The authorities are in hopeless conflict as to whether the writing of insurance on property within a State by a foreign corporation from an office in another State, and the collecting of premiums thereon through such foreign office, constitute the transaction or doing of business within the State where the insured property is located. This conflict accounts for the difference in the views expressed in the authorities cited to us by counsel for the respective parties in the case at bar. See 1 Couch Cyclopedia of Insurance Law, § 245b, where numerous cases on the subject are collected.

However, the view which we have taken of another phase of the matter, as we shall presently see, makes it unnecessary that we decide this question.

The plaintiff in error next contends that the State of Virginia should refuse to lend the aid of its courts to the enforcement of the contracts sued on, because, it says, they were procured or written in violation of the statutes of this State.

[361]*361In support of this argument the plaintiff in error relies upon Bothwell v. Buckbee, Mears Co., 275 U. S. 274, 48 S. Ct. 124, 72 L. Ed. 277. There a suit was brought in a Minnesota court by the liquidator of a Maryland insurance company to recover an assessment made pursuant to a policy for strike insurance which had been issued to a Minnesota corporation. The insurance company had not been domesticated in Minnesota and the policy had been solicited by one of its agents in that State contrary to its statutes. It was held that while the contract was valid in Maryland, where written, yet the State of Minnesota had the constitutional right to refuse the aid of its courts in enforcing the contract which had been procured in violation of its laws.

But the same situation does not exist in the case at bar.

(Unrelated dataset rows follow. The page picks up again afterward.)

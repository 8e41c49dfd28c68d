use clap::ValueEnum;
use tracing::level_filters::LevelFilter;

#[derive(Copy, Clone, Debug, ValueEnum)]
pub enum LogFormat {
    Text,
    Json,
}

#[derive(Copy, Clone, Debug, ValueEnum)]
pub enum LogLevel {
    Error,
    Warn,
    Info,
    Debug,
    Trace,
}

impl LogLevel {
    pub fn as_filter(self) -> LevelFilter {
        match self {
            LogLevel::Error => LevelFilter::ERROR,
            LogLevel::Warn => LevelFilter::WARN,
            LogLevel::Info => LevelFilter::INFO,
            LogLevel::Debug => LevelFilter::DEBUG,
            LogLevel::Trace => LevelFilter::TRACE,
        }
    }

    /// Whether lines carry the emitting crate (`mculink_frame`,
    /// `mculink_session`, ...). Only worth the noise when debugging the link.
    pub fn shows_targets(self) -> bool {
        matches!(self, LogLevel::Debug | LogLevel::Trace)
    }
}

/// Install the stderr subscriber. Stdout stays reserved for command output,
/// so `--format json` replies and telemetry lines stay machine readable.
///
/// Thread names are always printed: replies and state updates are logged from
/// the `mculink-reader` thread, send timings from the calling thread, and the
/// simulator's state stream from `sim-streamer`.
pub fn init_logging(format: LogFormat, level: LogLevel) {
    let builder = tracing_subscriber::fmt()
        .with_writer(std::io::stderr)
        .with_max_level(level.as_filter())
        .with_ansi(false)
        .with_thread_names(true)
        .with_target(level.shows_targets());

    match format {
        LogFormat::Text => {
            let _ = builder.try_init();
        }
        LogFormat::Json => {
            let _ = builder.json().try_init();
        }
    }
}

#[cfg(test)]
mod tests {
    use super::*;

    #[test]
    fn crate_targets_only_at_debug_and_below() {
        assert!(!LogLevel::Info.shows_targets());
        assert!(!LogLevel::Warn.shows_targets());
        assert!(LogLevel::Debug.shows_targets());
        assert!(LogLevel::Trace.shows_targets());
    }

    #[test]
    fn levels_map_to_filters() {
        assert_eq!(LogLevel::Error.as_filter(), LevelFilter::ERROR);
        assert_eq!(LogLevel::Trace.as_filter(), LevelFilter::TRACE);
    }
}
use std::fmt;
use std::net::TcpStream;
use std::path::PathBuf;
use std::str::FromStr;

use tracing::debug;

use crate::error::{Result, TransportError};
use crate::traits::LinkStream;

/// Where a device link can be reached.
///
/// Accepted forms:
/// - `unix:/run/mcu.sock`: Unix domain socket
/// - `tcp:192.168.4.1:2000`: TCP serial bridge
/// - `/run/mcu.sock`: bare path, treated as a Unix domain socket
#[derive(Debug, Clone, PartialEq, Eq)]
pub enum Endpoint {
    Unix(PathBuf),
    Tcp(String),
}

impl Endpoint {
    /// Parse an endpoint string.
    pub fn parse(input: &str) -> Result<Self> {
        let input = input.trim();
        if input.is_empty() {
            return Err(TransportError::InvalidEndpoint(input.to_string()));
        }

        if let Some(path) = input.strip_prefix("unix:") {
            if path.is_empty() {
                return Err(TransportError::InvalidEndpoint(input.to_string()));
            }
            return Ok(Self::Unix(PathBuf::from(path)));
        }

        if let Some(addr) = input.strip_prefix("tcp:") {
            // host:port, the port must be numeric
            let valid = addr
                .rsplit_once(':')
                .is_some_and(|(host, port)| !host.is_empty() && port.parse::<u16>().is_ok());
            if !valid {
                return Err(TransportError::InvalidEndpoint(input.to_string()));
            }
            return Ok(Self::Tcp(addr.to_string()));
        }

        if input.contains("://") {
            return Err(TransportError::InvalidEndpoint(input.to_string()));
        }

        Ok(Self::Unix(PathBuf::from(input)))
    }

    /// Connect to this endpoint (blocking).
    pub fn connect(&self) -> Result<LinkStream> {
        match self {
            #[cfg(unix)]
            Self::Unix(path) => crate::uds::UnixDomainSocket::connect(path),
            #[cfg(not(unix))]
            Self::Unix(path) => Err(TransportError::Connect {
                endpoint: self.to_string(),
                source: std::io::Error::new(
                    std::io::ErrorKind::Unsupported,
                    format!(
                        "unix domain sockets are not available on this platform: {}",
                        path.display()
                    ),
                ),
            }),
            Self::Tcp(addr) => {
                let stream = TcpStream::connect(addr).map_err(|e| TransportError::Connect {
                    endpoint: self.to_string(),
                    source: e,
                })?;
                // Commands are tiny; don't let Nagle hold them back.
                stream.set_nodelay(true)?;
                debug!(%addr, "connected to tcp serial bridge");
                Ok(LinkStream::from_tcp(stream))
            }
        }
    }
}

impl fmt::Display for Endpoint {
    fn fmt(&self, f: &mut fmt::Formatter<'_>) -> fmt::Result {
        match self {
            Self::Unix(path) => write!(f, "unix:{}", path.display()),
            Self::Tcp(addr) => write!(f, "tcp:{addr}"),
        }
    }
}

impl FromStr for Endpoint {
    type Err = TransportError;

    fn from_str(s: &str) -> Result<Self> {
        Self::parse(s)
    }
}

While ¡Code, § 4235a (Acts 1934, ch. 302, p. 486), prohibits the solicitation in this State of applications for insurance by any insurance company which is not authorized or licensed to do an insurance business in this State, the record here fails to show how or where the policies issued to the plaintiff in error were solicited, whether by agents of the insurance company operating in this State or by correspondence or otherwise.

Again, Code, § 4222 (as amended by Acts 1936, ch. 104, p-. 169), provides that: “Insurance companies, legally authorized to do business in this State, except life, title and ocean marine insurance companies, shall not make contracts of insurance or surety on persons or property herein, except through regularly constituted and registered agents of such companies residing in and having their principal places of business in the State of Virginia; * * But this statute, in terms, applies only to insurance companies “legally authorized to do business in this State ”. It has no application to the Auto Mutual Indemnity Company which had not been authorized to do business in Virginia.

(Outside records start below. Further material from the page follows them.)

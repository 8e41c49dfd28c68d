use bytes::{Buf, BufMut, Bytes, BytesMut};
use tracing::trace;

use crate::error::{FrameError, Result};

/// Frame terminator: a single newline byte.
pub const TERMINATOR: u8 = b'\n';

/// Field separator inside a frame.
pub const SEPARATOR: u8 = b':';

/// Default maximum frame length (excluding terminator): 64 KiB.
pub const DEFAULT_MAX_FRAME_LEN: usize = 64 * 1024;

/// Default number of bytes requested from the transport per read.
pub const DEFAULT_READ_CHUNK_SIZE: usize = 1024;

/// Configuration for frame assembly.
#[derive(Debug, Clone)]
pub struct FrameConfig {
    /// Maximum frame length in bytes. Default: 64 KiB.
    pub max_frame_len: usize,
    /// Bytes requested from the stream per read. Default: 1 KiB.
    pub read_chunk_size: usize,
}

impl Default for FrameConfig {
    fn default() -> Self {
        Self {
            max_frame_len: DEFAULT_MAX_FRAME_LEN,
            read_chunk_size: DEFAULT_READ_CHUNK_SIZE,
        }
    }
}

/// Reassembles newline-terminated frames from arbitrarily sized chunks.
///
/// Bytes after the last terminator are carried over to the next call, so a
/// frame split across reads comes out whole. Chunk boundaries never change
/// the resulting frame sequence.
#[derive(Debug)]
pub struct FrameAssembler {
    buf: BytesMut,
    /// Offset up to which `buf` is known to hold no terminator.
    scanned: usize,
    /// Set after an oversized frame was reported; bytes are dropped until
    /// the next terminator.
    discarding: bool,
    max_frame_len: usize,
}

impl Default for FrameAssembler {
    fn default() -> Self {
        Self::new(DEFAULT_MAX_FRAME_LEN)
    }
}

impl FrameAssembler {
    /// Create an assembler that rejects frames longer than `max_frame_len`.
    pub fn new(max_frame_len: usize) -> Self {
        Self {
            buf: BytesMut::new(),
            scanned: 0,
            discarding: false,
            max_frame_len,
        }
    }

    /// Append a chunk and iterate over the frames it completes.
    ///
    /// The iterator is lazy: frames it does not yield stay buffered and come
    /// out of the next `push` or [`FrameAssembler::next_frame`].
    pub fn push(&mut self, chunk: &[u8]) -> Frames<'_> {
        self.extend(chunk);
        Frames { assembler: self }
    }

    /// Append a chunk without draining any frames.
    pub fn extend(&mut self, chunk: &[u8]) {
        self.buf.extend_from_slice(chunk);
    }

    /// Take the next complete frame out of the buffer, if there is one.
    ///
    /// Yields `Err(FrameError::FrameTooLong)` once per oversized frame; the
    /// rest of that frame is discarded up to its terminator.
    pub fn next_frame(&mut self) -> Option<Result<Bytes>> {
        loop {
            let found = self.buf[self.scanned..]
                .iter()
                .position(|&b| b == TERMINATOR)
                .map(|pos| self.scanned + pos);

            let Some(end) = found else {
                self.scanned = self.buf.len();
                if self.discarding {
                    self.buf.clear();
                    self.scanned = 0;
                    return None;
                }
                if self.buf.len() > self.max_frame_len {
                    let len = self.buf.len();
                    self.buf.clear();
                    self.scanned = 0;
                    self.discarding = true;
                    return Some(Err(FrameError::FrameTooLong {
                        len,
                        max: self.max_frame_len,
                    }));
                }
                return None;
            };

            let frame = self.buf.split_to(end).freeze();
            self.buf.advance(1);
            self.scanned = 0;

            if self.discarding {
                self.discarding = false;
                trace!(dropped = frame.len(), "resynchronised after oversized frame");
                continue;
            }

            if frame.len() > self.max_frame_len {
                return Some(Err(FrameError::FrameTooLong {
                    len: frame.len(),
                    max: self.max_frame_len,
                }));
            }

            return Some(Ok(frame));
        }
    }

    /// Number of buffered bytes not yet part of a complete frame.
    pub fn pending_len(&self) -> usize {
        self.buf.len()
    }

    /// Drop any buffered partial frame.
    pub fn clear(&mut self) {
        self.buf.clear();
        self.scanned = 0;
        self.discarding = false;
    }
}

/// Lazy iterator over the frames completed by [`FrameAssembler::push`].
#[derive(Debug)]
pub struct Frames<'a> {
    assembler: &'a mut FrameAssembler,
}

impl Iterator for Frames<'_> {
    type Item = Result<Bytes>;

    fn next(&mut self) -> Option<Self::Item> {
        self.assembler.next_frame()
    }
}

/// Encode an outbound command into the wire format.
///
/// Wire format:
/// ```text
/// <correlation id>:<command>\n
/// ```
/// The terminator is appended unless `command` already ends with it.
pub fn encode_command(correlation_id: &str, command: &str, dst: &mut BytesMut) -> Result<()> {
    let body = command
        .strip_suffix(TERMINATOR as char)
        .unwrap_or(command)
        .as_bytes();
    if body.contains(&TERMINATOR) {
        return Err(FrameError::EmbeddedTerminator);
    }

    dst.reserve(correlation_id.len() + body.len() + 2);
    dst.put_slice(correlation_id.as_bytes());
    dst.put_u8(SEPARATOR);
    dst.put_slice(body);
    dst.put_u8(TERMINATOR);
    Ok(())
}

#[cfg(test)]
mod tests {
    use proptest::prelude::*;

    use super::*;

    fn collect(assembler: &mut FrameAssembler, chunk: &[u8]) -> Vec<Bytes> {
        assembler
            .push(chunk)
            .map(|frame| frame.expect("frame should assemble"))
            .collect()
    }

    #[test]
    fn single_chunk_many_frames() {
        let mut assembler = FrameAssembler::default();
        let frames = collect(&mut assembler, b"S:1\nS:2\nR:7:ok\n");
        assert_eq!(frames, vec!["S:1", "S:2", "R:7:ok"]);
        assert_eq!(assembler.pending_len(), 0);
    }

    #[test]
    fn partial_frame_is_carried_over() {
        let mut assembler = FrameAssembler::default();
        assert!(collect(&mut assembler, b"R:12").is_empty());
        assert_eq!(assembler.pending_len(), 4);

        let frames = collect(&mut assembler, b"3:done\nS:");
        assert_eq!(frames, vec!["R:123:done"]);
        assert_eq!(assembler.pending_len(), 2);

        let frames = collect(&mut assembler, b"9\n");
        assert_eq!(frames, vec!["S:9"]);
    }

    #[test]
    fn empty_frames_are_yielded() {
        let mut assembler = FrameAssembler::default();
        let frames = collect(&mut assembler, b"\n\nS:1\n");
        assert_eq!(frames, vec!["", "", "S:1"]);
    }

    #[test]
    fn undrained_frames_stay_buffered() {
        let mut assembler = FrameAssembler::default();
        let first = assembler.push(b"S:1\nS:2\n").next().unwrap().unwrap();
        assert_eq!(first, "S:1");

        let rest = collect(&mut assembler, b"S:3\n");
        assert_eq!(rest, vec!["S:2", "S:3"]);
    }

    #[test]
    fn oversized_frame_is_reported_once_and_skipped() {
        let mut assembler = FrameAssembler::new(4);

        let mut results = assembler.push(b"S:123456").collect::<Vec<_>>();
        assert_eq!(results.len(), 1);
        assert!(matches!(
            results.remove(0),
            Err(FrameError::FrameTooLong { len: 8, max: 4 })
        ));

        // Tail of the oversized frame is dropped, the stream resynchronises.
        let frames = collect(&mut assembler, b"789\nS:1\n");
        assert_eq!(frames, vec!["S:1"]);
    }

    #[test]
    fn oversized_complete_frame_is_rejected() {
        let mut assembler = FrameAssembler::new(4);
        let results = assembler.push(b"S:123456\nS:1\n").collect::<Vec<_>>();
        assert_eq!(results.len(), 2);
        assert!(matches!(results[0], Err(FrameError::FrameTooLong { .. })));
        assert_eq!(results[1].as_ref().unwrap(), "S:1");
    }

    #[test]
    fn clear_drops_partial_frame() {
        let mut assembler = FrameAssembler::default();
        assert!(collect(&mut assembler, b"S:partial").is_empty());
        assembler.clear();
        assert_eq!(collect(&mut assembler, b"S:1\n"), vec!["S:1"]);
    }

    #[test]
    fn encode_appends_terminator() {
        let mut buf = BytesMut::new();
        encode_command("1700000000000", "abc", &mut buf).unwrap();
        assert_eq!(buf.as_ref(), b"1700000000000:abc\n");
    }

    #[test]
    fn encode_keeps_existing_terminator() {
        let mut buf = BytesMut::new();
        encode_command("5", "START_STATE\n", &mut buf).unwrap();
        assert_eq!(buf.as_ref(), b"5:START_STATE\n");
    }

    #[test]
    fn encode_rejects_embedded_terminator() {
        let mut buf = BytesMut::new();
        let result = encode_command("5", "a\nb", &mut buf);
        assert!(matches!(result, Err(FrameError::EmbeddedTerminator)));
        assert!(buf.is_empty());
    }

    #[test]
    fn encode_allows_separator_in_command() {
        let mut buf = BytesMut::new();
        encode_command("5", "SET:led:on", &mut buf).unwrap();
        assert_eq!(buf.as_ref(), b"5:SET:led:on\n");
    }

    proptest! {
        #[test]
        fn chunking_does_not_change_frames(
            frames in prop::collection::vec("[A-Za-z0-9:]{0,24}", 0..16),
            cuts in prop::collection::vec(1usize..8, 1..64),
        ) {
            let mut wire = Vec::new();
            for frame in &frames {
                wire.extend_from_slice(frame.as_bytes());
                wire.push(TERMINATOR);
            }
            wire.extend_from_slice(b"S:tail");

            let mut whole = FrameAssembler::default();
            let expected = collect(&mut whole, &wire);

            let mut chunked = FrameAssembler::default();
            let mut actual = Vec::new();
            let mut offset = 0;
            let mut cut = cuts.iter().cycle();
            while offset < wire.len() {
                let len = (*cut.next().unwrap()).min(wire.len() - offset);
                actual.extend(collect(&mut chunked, &wire[offset..offset + len]));
                offset += len;
            }

            prop_assert_eq!(&actual, &expected);
            prop_assert_eq!(actual.len(), frames.len());
            prop_assert_eq!(chunked.pending_len(), whole.pending_len());
        }
    }
}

Hence, we cannot say that the policies here were procured in contravention of either of these statutes.

[362]*362The last contention of the plaintiff in error is that the State of Virginia should refuse to lend the aid of its courts in enforcing the contracts here involved because the policies required the insurance company to perform, and reserved to it the right to perform, in this State, certain acts, namely, the investigation, adjustment and settlement of claims against the insured, and the defense of suits which might be brought ag’ainst the latter, and that the performance of these acts constituted the transaction of business in this State which was forbidden to the insurance company by our statutes since it had not been domesticated in this State. In our opinion this position is sound.

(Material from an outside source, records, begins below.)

//! Host-side link to a microcontroller over a newline-framed byte stream.
//!
//! The host sends `<id>:<command>\n`; the device answers `R:<id>:<body>\n`
//! and may stream `S:<body>\n` state updates at any time. mculink matches
//! replies to requests by id and tracks how fast state updates arrive.
//!
//! # Crate Structure
//!
//! - [`transport`]: Duplex byte streams (UDS, TCP serial bridges)
//! - [`frame`]: Newline framing and message decoding
//! - [`session`]: Request/reply correlation and telemetry (behind `session` feature)

/// Re-export transport types.
pub mod transport {
    pub use mculink_transport::*;
}

/// Re-export frame types.
pub mod frame {
    pub use mculink_frame::*;
}

/// Re-export session types (requires `session` feature).
#[cfg(feature = "session")]
pub mod session {
    pub use mculink_session::*;
}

It is well settled that an insurance company which issues its policies upon property in another State is engaged in its business in that State when its agents are there under its authority adjusting losses covered by its policies and defending suits on behalf of the insured. See Pennsylvania Lumbermen’s Mut. Fire Ins. Co. v. Meyer, 197 U. S. 407, 414, 415, 25 S. Ct. 483, 49 L. Ed. 810; Commercial Mut. Acci. Co. v. Davis, 213 U. S. 245, 255, 256, 29 S. Ct. 445, 53 L. Ed. 782; Bothwell v. Buckbee, Mears Co., supra (275 U. S. 274, 278, 48 S. Ct. 124, 72 L. Ed. 277).